The significant lens chaperone protein α-crystallin (αABc), comprised of αA-crystallin (αAc) and αB-crystallin (αBc) subunits, is found to form membrane-bound aggregates with age and cataract formation. However, the molecular basis for such aggregate formation is still unclear. Our research primarily aims to elucidate the effect of lipids (phospholipids and sphingolipids) and cholesterol (Chol) peroxidation on the aggregation of αAc, αBc, and αABc to bovine lens nuclear membrane (NM).

METHODS

Lipid and Chol peroxidation was induced by a photosensitized peroxidation reaction, and topographical images of NM and oxidized-NM (Ox-NM) with and without αAc, αBc, or αABc were obtained using atomic force microscopy (AFM).

RESULTS

The percentage of membrane area occupied (PMAO) by αAc, αBc, or αABc aggregates on NMs was significantly smaller without lipid and Chol peroxidation.

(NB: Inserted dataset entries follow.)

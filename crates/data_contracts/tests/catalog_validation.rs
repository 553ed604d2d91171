use data_contracts::catalog::{read_catalog, CatalogError, DatasetMode, OriginalDims};
use std::fs;

fn write_catalog(dir: &tempfile::TempDir, name: &str, contents: &str) -> std::path::PathBuf {
    let path = dir.path().join(name);
    fs::write(&path, contents).expect("write catalog");
    path
}

#[test]
fn train_rows_resolve_relative_paths() {
    let dir = tempfile::tempdir().unwrap();
    let path = write_catalog(
        &dir,
        "samples.csv",
        "Image,Label,Width,Height,ID\nimages/a.png,labels/a.png,250,260,a\n",
    );
    let rows = read_catalog(&path, DatasetMode::Train).unwrap();
    assert_eq!(rows.len(), 1);
    assert_eq!(rows[0].id, "a");
    assert_eq!(rows[0].image, dir.path().join("images/a.png"));
    assert_eq!(rows[0].label, Some(dir.path().join("labels/a.png")));
    assert_eq!(
        rows[0].original_dims(),
        Some(OriginalDims {
            width: 250,
            height: 260
        })
    );
}

#[test]
fn test_rows_do_not_need_labels() {
    let dir = tempfile::tempdir().unwrap();
    let path = write_catalog(
        &dir,
        "test.csv",
        "Image,ID,Width,Height\n/abs/x.png,x,255,255\n",
    );
    let rows = read_catalog(&path, DatasetMode::Test).unwrap();
    assert_eq!(rows[0].label, None);
    assert_eq!(rows[0].image, std::path::PathBuf::from("/abs/x.png"));
}

#[test]
fn missing_label_is_fatal_for_labelled_modes() {
    let dir = tempfile::tempdir().unwrap();
    let path = write_catalog(&dir, "val.csv", "Image,Label,ID\na.png,,a\n");
    let err = read_catalog(&path, DatasetMode::Val).unwrap_err();
    assert!(matches!(err, CatalogError::MissingLabel { row: 1, .. }));
}

#[test]
fn test_rows_require_original_dims() {
    let dir = tempfile::tempdir().unwrap();
    let path = write_catalog(&dir, "test.csv", "Image,ID,Width,Height\na.png,a,,\n");
    let err = read_catalog(&path, DatasetMode::Test).unwrap_err();
    assert!(matches!(err, CatalogError::MissingDims { .. }));

    let path = write_catalog(&dir, "zero.csv", "Image,ID,Width,Height\na.png,a,0,12\n");
    let err = read_catalog(&path, DatasetMode::Test).unwrap_err();
    assert!(matches!(err, CatalogError::ZeroDims { width: 0, .. }));
}

#[test]
fn unreadable_catalog_reports_path() {
    let dir = tempfile::tempdir().unwrap();
    let missing = dir.path().join("nope.csv");
    let err = read_catalog(&missing, DatasetMode::Train).unwrap_err();
    assert!(err.to_string().contains("nope.csv"));
}
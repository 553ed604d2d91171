//! Tiled inference: partition, forward, sigmoid, threshold, reassemble, crop.

use crate::factory::InferenceSettings;
use crate::submission::SubmissionWriter;
use anyhow::Context;
use burn::tensor::activation::sigmoid;
use burn::tensor::backend::Backend;
use burn::tensor::Tensor;
use burn_dataset::{ChwImage, Dataset};
use data_contracts::OriginalDims;
use models::UNet;
use std::path::{Path, PathBuf};
use vision_core::overlay::save_mask_png;
use vision_core::rle::BinaryMask;
use vision_core::{partition, reassemble, CropWindow};

/// Runs a trained U-Net over padded images without tracking gradients.
pub struct Predictor<B: Backend> {
    model: UNet<B>,
    settings: InferenceSettings,
    device: B::Device,
}

impl<B: Backend> Predictor<B> {
    pub fn new(model: UNet<B>, settings: InferenceSettings, device: B::Device) -> Self {
        Self {
            model,
            settings,
            device,
        }
    }

    pub fn settings(&self) -> InferenceSettings {
        self.settings
    }

    /// Binarized `[1, 1, H, W]` mask at the padded size.
    pub fn predict_padded(&self, image: &ChwImage) -> anyhow::Result<Tensor<B, 4>> {
        let tile = self.settings.tile_size;
        let (tiles, grid) = partition(image.to_tensor::<B>(&self.device), tile)?;
        log::debug!("{} tiles ({}x{} grid)", grid.len(), grid.rows(), grid.cols());
        let masks = tiles
            .into_iter()
            .map(|t| {
                let logits = self.model.forward(t.unsqueeze::<4>());
                let [_, c, h, w] = logits.dims();
                sigmoid(logits)
                    .greater_elem(self.settings.threshold)
                    .float()
                    .reshape([c, h, w])
            })
            .collect();
        Ok(reassemble(masks, &grid)?)
    }

    /// Binarized mask cropped back to the image's original size.
    pub fn predict(&self, image: &ChwImage, original: OriginalDims) -> anyhow::Result<BinaryMask> {
        let padded = self.predict_padded(image)?;
        let [_, _, height, width] = padded.dims();
        let window = CropWindow::centered(
            height,
            width,
            original.width as usize,
            original.height as usize,
        )?;
        let cropped = window.apply_tensor(padded);
        let values = cropped
            .into_data()
            .to_vec::<f32>()
            .map_err(|e| anyhow::anyhow!("mask readback failed: {e:?}"))?;
        Ok(BinaryMask::from_probs(
            window.width(),
            window.height(),
            &values,
            0.5,
        ))
    }
}

#[derive(Debug, Clone, PartialEq)]
pub struct InferenceSummary {
    pub images: usize,
    pub instances: usize,
    pub submission: PathBuf,
    pub prediction_dir: PathBuf,
}

/// `<output>/<group>/<id>_pred.png`
pub fn prediction_path(output: &Path, group: &str, id: &str) -> PathBuf {
    output.join(group).join(format!("{id}_pred.png"))
}

/// `<output>/<group>_sub.csv`
pub fn submission_path(output: &Path, group: &str) -> PathBuf {
    output.join(format!("{group}_sub.csv"))
}

/// Predict every test record, writing one prediction image each and the submission CSV.
pub fn run_inference<B: Backend>(
    predictor: &Predictor<B>,
    dataset: &Dataset,
    output: &Path,
    group: &str,
) -> anyhow::Result<InferenceSummary> {
    let csv_path = submission_path(output, group);
    let mut submission = SubmissionWriter::create(&csv_path)?;
    let mut instances = 0;

    for record in &dataset.records {
        let original = record
            .original
            .with_context(|| format!("test sample {} has no original dimensions", record.id))?;
        let image = record
            .images
            .first()
            .with_context(|| format!("test sample {} has no image", record.id))?;
        let mask = predictor
            .predict(image, original)
            .with_context(|| format!("predicting {}", record.id))?;

        let png = prediction_path(output, group, &record.id);
        let values: Vec<f32> = mask.data.iter().map(|v| if *v { 1.0 } else { 0.0 }).collect();
        save_mask_png(&png, &values, mask.width as u32, mask.height as u32)
            .with_context(|| format!("writing {}", png.display()))?;

        let written = submission.write_mask(&record.id, &mask)?;
        log::debug!("{}: {} instances", record.id, written);
        instances += written;
    }
    submission.finish()?;
    log::info!(
        "wrote {} instances for {} images to {}",
        instances,
        dataset.len(),
        csv_path.display()
    );
    Ok(InferenceSummary {
        images: dataset.len(),
        instances,
        submission: csv_path,
        prediction_dir: output.join(group),
    })
}
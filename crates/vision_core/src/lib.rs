//! vision_core: tile grids, crop windows, and mask encoding shared by training and inference.

pub mod crop;
pub mod overlay;
pub mod rle;
pub mod tiling;

pub use crop::CropWindow;
pub use tiling::{partition, reassemble, TileGrid, TilingError, DEFAULT_TILE_SIZE};

pub mod prelude {
    pub use crate::crop::*;
    pub use crate::overlay::*;
    pub use crate::rle::*;
    pub use crate::tiling::*;
}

However, with NM lipid and Chol peroxidation, the PMAO of αAc, αBc, or αABc aggregates on the Ox-NM was significantly more extensive, and PMAO increased with an increase in lipid and Chol peroxidation. Large-size aggregates of αAc, αBc, or αABc on Ox-NM with the depressed central region for αAc and αABc aggregates on Ox-NM were observed to a greater extent with increased lipid and Chol peroxidation.

CONCLUSIONS

Lipid and Chol peroxidation induce membrane defects on NM, followed by extensive aggregation of αAc, αBc, and αABc on Ox-NM, suggests that lipid and Chol peroxidation promotes the aggregation of αAc, αBc, and αABc to Ox-NM, and the formation of such large aggregates likely promotes increased light scattering and cataract formation.